Williams served as Vice President of the North Sydney federal electorate conference for the Liberal Party. In 1979 he was part of an investigation of Dr. Paul Solomon, a candidate who had been pre-selected for the federal seat of North Sydney, who had made false claims in his pre-selection dossier.

In 1995 Williams became the first Executive Officer of the Australian Skeptics.

After several heart operations, Williams died on 20 January 2018, at the age of 79.

==Skeptical activism==

Williams first realised that he was a skeptic when he read Chariots of the Gods?; he thought it was fascinating, until he read to the section about the pyramids. He is quoted as saying about the section "This is tripe". He later heard Dick Smith say in an interview that things like UFOs needed to be challenged; he wrote to Smith and said that if he got anything off the ground he was interested. Until then Williams thought that he was the only person who believed that such things did not exist.
In 1980, Williams formed the New South Wales branch of the Australian Skeptics. In 1986, the head office of the Australian Skeptics moved to Sydney and Williams served as their president until 1996. In 1990, Williams took up the role of editor of The Skeptic magazine, and remained in that role for 18 years.

In 1995, the Australian Skeptics received a bequest which enabled them to create the position of executive officer. Williams relinquished his position of president and took up the full time position of executive officer in 1997, becoming the first paid employee of the Australian Skeptics.

During his time as president and executive officer of the Australian Skeptics, Williams appeared in various media outlets and became the face of Skepticism in Australia. He was often called on for comment about psychics, UFOs, ghosts, new age beliefs, creationism, and the "Energy Polarizer" of racing driver Peter Brock.

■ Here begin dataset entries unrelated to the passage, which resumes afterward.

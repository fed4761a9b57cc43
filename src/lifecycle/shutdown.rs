//! Shutdown coordination.

use tokio::sync::broadcast;

/// Broadcasts a single stop request to the admin server and any other task
/// that subscribed before it fired.
#[derive(Debug, Clone)]
pub struct Shutdown {
    notify: broadcast::Sender<()>,
}

impl Shutdown {
    pub fn new() -> Self {
        let (notify, _) = broadcast::channel(1);
        Self { notify }
    }

    /// Receiver resolved once [`Shutdown::trigger`] runs.
    pub fn subscribe(&self) -> broadcast::Receiver<()> {
        self.notify.subscribe()
    }

    /// Request shutdown. Returns how many listeners were notified.
    pub fn trigger(&self, reason: &'static str) -> usize {
        let notified = self.notify.send(()).unwrap_or(0);
        tracing::info!(reason, listeners = notified, "Shutdown requested");
        notified
    }
}

impl Default for Shutdown {
    fn default() -> Self {
        Self::new()
    }
}
//! Metrics collection and exposition.
//!
//! # Metrics
//! - `log_level_changes_total` (counter): applied changes by scope (`all`, `named`)
//! - `log_level_rejections_total` (counter): rejected requests by reason
//! - `log_registry_loggers` (gauge): loggers known to the dynamic registry

use std::net::SocketAddr;

use metrics_exporter_prometheus::{BuildError, PrometheusBuilder};

/// Install the Prometheus recorder and its scrape listener.
pub fn init_metrics(addr: SocketAddr) -> Result<(), BuildError> {
    PrometheusBuilder::new().with_http_listener(addr).install()?;
    tracing::info!(address = %addr, "Metrics exporter listening");
    Ok(())
}

pub fn record_level_change(scope: &'static str) {
    metrics::counter!("log_level_changes_total", "scope" => scope).increment(1);
}

pub fn record_rejection(reason: &'static str) {
    metrics::counter!("log_level_rejections_total", "reason" => reason).increment(1);
}

pub fn record_logger_count(count: usize) {
    metrics::gauge!("log_registry_loggers").set(count as f64);
}
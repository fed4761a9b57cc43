use axum::{
    extract::{Query, State},
    http::StatusCode,
    Json,
};
use serde::Serialize;

use crate::control::parser::collect_params;
use crate::http::response::{render_error, render_loggers};
use crate::http::server::AppState;
use crate::registry::LoggerEntry;

#[derive(Serialize)]
pub struct SystemStatus {
    pub version: &'static str,
    pub status: &'static str,
    pub registry: &'static str,
    pub loggers: usize,
}

/// Apply a level change, then list every logger.
pub async fn post_logging(
    State(state): State<AppState>,
    Query(pairs): Query<Vec<(String, String)>>,
) -> (StatusCode, String) {
    let params = collect_params(pairs);
    let mut body = String::new();
    let status = match state.controller.change_levels(&params) {
        Ok(()) => StatusCode::OK,
        Err(e) => {
            render_error(&mut body, &e);
            StatusCode::BAD_REQUEST
        }
    };

    render_loggers(&mut body, &state.controller.list_active_loggers());
    (status, body)
}

/// List every logger without changing anything.
pub async fn get_logging(State(state): State<AppState>) -> String {
    let mut body = String::new();
    render_loggers(&mut body, &state.controller.list_active_loggers());
    body
}

pub async fn get_loggers(State(state): State<AppState>) -> Json<Vec<LoggerEntry>> {
    Json(state.controller.registry().list_entries())
}

pub async fn get_status(State(state): State<AppState>) -> Json<SystemStatus> {
    let registry = state.controller.registry();
    Json(SystemStatus {
        version: env!("CARGO_PKG_VERSION"),
        status: "operational",
        registry: registry.kind().as_str(),
        loggers: registry.list_entries().len(),
    })
}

In 1993 Williams successfully "predicted" the winner of the Australian Federal election. He said that "the winner would have a campaign manager whose name had four letters, the second letter being "o" and the last two letters being identical." The Labor Party won the election under campaign manager Bob Hogg. Williams claimed a "double whammy" when, in 1996 the Liberal Party won the election under campaign manager Andrew Robb.

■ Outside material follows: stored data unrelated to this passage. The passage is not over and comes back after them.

//! Logger registries.
//!
//! # Data Flow
//! ```text
//! LoggingConfig (at startup)
//!     → build() picks one backend
//!     → Arc<dyn LoggerRegistry> shared by the controller and the log filter
//!
//! Level change:
//!     controller → resolve(name) → LoggerHandle → set_level()
//!     controller → set_all_levels()
//!
//! Log event:
//!     RegistryFilter → effective_level(target)
//! ```
//!
//! # Backends
//! - `StaticRegistry`: membership fixed at construction, lock-free reads
//! - `DynamicRegistry`: grows at runtime, handles are `Arc<Logger>`

mod dynamic;
mod logger;
mod static_registry;

use std::fmt;
use std::ops::Deref;
use std::sync::Arc;

use crate::config::LoggingConfig;
use crate::levels::Level;

pub use crate::config::schema::RegistryKind;
pub use dynamic::DynamicRegistry;
pub use logger::{Logger, LoggerEntry};
pub use static_registry::StaticRegistry;

/// A resolved, mutable reference to a registry logger.
pub enum LoggerHandle<'a> {
    /// Borrowed from a registry whose membership never changes.
    Borrowed(&'a Logger),
    /// Shared ownership; stays valid while the table is modified elsewhere.
    Shared(Arc<Logger>),
}

impl Deref for LoggerHandle<'_> {
    type Target = Logger;

    fn deref(&self) -> &Logger {
        match self {
            LoggerHandle::Borrowed(logger) => logger,
            LoggerHandle::Shared(logger) => logger,
        }
    }
}

impl fmt::Debug for LoggerHandle<'_> {
    fn fmt(&self, f: &mut fmt::Formatter<'_>) -> fmt::Result {
        f.debug_tuple("LoggerHandle").field(&self.name()).finish()
    }
}

/// An enumerable collection of named loggers.
pub trait LoggerRegistry: Send + Sync + fmt::Debug {
    /// Which backend this is.
    fn kind(&self) -> RegistryKind;

    /// Snapshot of every logger currently registered.
    fn list_entries(&self) -> Vec<LoggerEntry>;

    /// Look up a logger by exact name.
    fn resolve(&self, name: &str) -> Option<LoggerHandle<'_>>;

    /// Set the level of a previously resolved logger.
    fn set_level(&self, handle: &LoggerHandle<'_>, level: Level) {
        handle.set_level(level);
    }

    /// Set every current logger to `level`.
    fn set_all_levels(&self, level: Level);

    /// Threshold applied to log events emitted under `target`.
    fn effective_level(&self, target: &str) -> Level;
}

/// Build the registry selected by configuration.
pub fn build(config: &LoggingConfig) -> Arc<dyn LoggerRegistry> {
    let names = config.loggers.iter().map(String::as_str);
    match config.registry {
        RegistryKind::Static => Arc::new(StaticRegistry::new(names, config.default_level)),
        RegistryKind::Dynamic => {
            let registry = DynamicRegistry::new(config.default_level);
            for name in names {
                registry.register(name);
            }
            Arc::new(registry)
        }
    }
}
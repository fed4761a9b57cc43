//! Registry that grows as new loggers appear at runtime.

use std::sync::Arc;

use dashmap::DashMap;

use crate::levels::Level;
use crate::observability::metrics;
use crate::registry::{Logger, LoggerEntry, LoggerHandle, LoggerRegistry, RegistryKind};

/// Fine-grained loggers keyed by name, created on first use.
///
/// Any thread may register a logger at any time. Resolved handles are
/// `Arc<Logger>`, so they survive concurrent inserts into the table.
#[derive(Debug)]
pub struct DynamicRegistry {
    loggers: DashMap<String, Arc<Logger>>,
    /// Level given to loggers registered after startup.
    default_level: Level,
}

impl DynamicRegistry {
    pub fn new(default_level: Level) -> Self {
        Self {
            loggers: DashMap::new(),
            default_level,
        }
    }

    /// Return the logger named `name`, creating it at the default level.
    pub fn register(&self, name: &str) -> Arc<Logger> {
        // Read path first; only take the shard write lock for new names.
        let existing = self.loggers.get(name).map(|entry| entry.value().clone());
        if let Some(logger) = existing {
            return logger;
        }

        let logger = self
            .loggers
            .entry(name.to_string())
            .or_insert_with(|| Arc::new(Logger::new(name, self.default_level)))
            .value()
            .clone();
        metrics::record_logger_count(self.loggers.len());
        logger
    }

    pub fn len(&self) -> usize {
        self.loggers.len()
    }

    pub fn is_empty(&self) -> bool {
        self.loggers.is_empty()
    }
}

impl LoggerRegistry for DynamicRegistry {
    fn kind(&self) -> RegistryKind {
        RegistryKind::Dynamic
    }

    fn list_entries(&self) -> Vec<LoggerEntry> {
        let mut entries: Vec<LoggerEntry> =
            self.loggers.iter().map(|entry| entry.value().entry()).collect();
        entries.sort_by(|a, b| a.name.cmp(&b.name));
        entries
    }

    fn resolve(&self, name: &str) -> Option<LoggerHandle<'_>> {
        self.loggers
            .get(name)
            .map(|entry| LoggerHandle::Shared(entry.value().clone()))
    }

    fn set_all_levels(&self, level: Level) {
        for entry in self.loggers.iter() {
            entry.value().set_level(level);
        }
    }

    fn effective_level(&self, target: &str) -> Level {
        self.register(target).level()
    }
}
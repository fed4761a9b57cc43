pub mod handlers;

use axum::{routing::get, Router};

use crate::http::server::AppState;
use self::handlers::*;

pub fn setup_admin_router(state: AppState) -> Router {
    Router::new()
        .route("/logging", get(get_logging).post(post_logging))
        .route("/loggers", get(get_loggers))
        .route("/status", get(get_status))
        .with_state(state)
}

While editor of The Skeptic, Williams contributed to every edition of the magazine not only in an editorial role, but also a writer and investigator. His investigation "UFO was IPO" was cited in Martin Bridgstock's book Beyond Belief: Skepticism, Science and the Paranormal and described as a "rather elegant example" of using "scientific knowledge to explain paranormal phenomena".

Williams was a cricket fanatic and he wrote a piece on the "Devil's number, 87" in Australian cricket which was first published in the Australian Skeptic in 1993 and re-printed the Skeptic in March 2012. The piece was published in The Best Ever Australian Sports Writing: a 200 year collection.

In August 2018 the Australian Skeptics announced they would be presenting The Barry Williams Award for Skeptical Journalism in Williams' honour. The award recognises "the best piece of journalism (in any medium) that takes a critical and skeptical approach to a topic" within the scope of the Australian Skeptics, and has been nicknamed the Wallaby, after the nom-de-plume "Sir Jim R Wallaby" used by Williams in some of his more whimsical writing. The award carries a citation and a $AU2000 prize.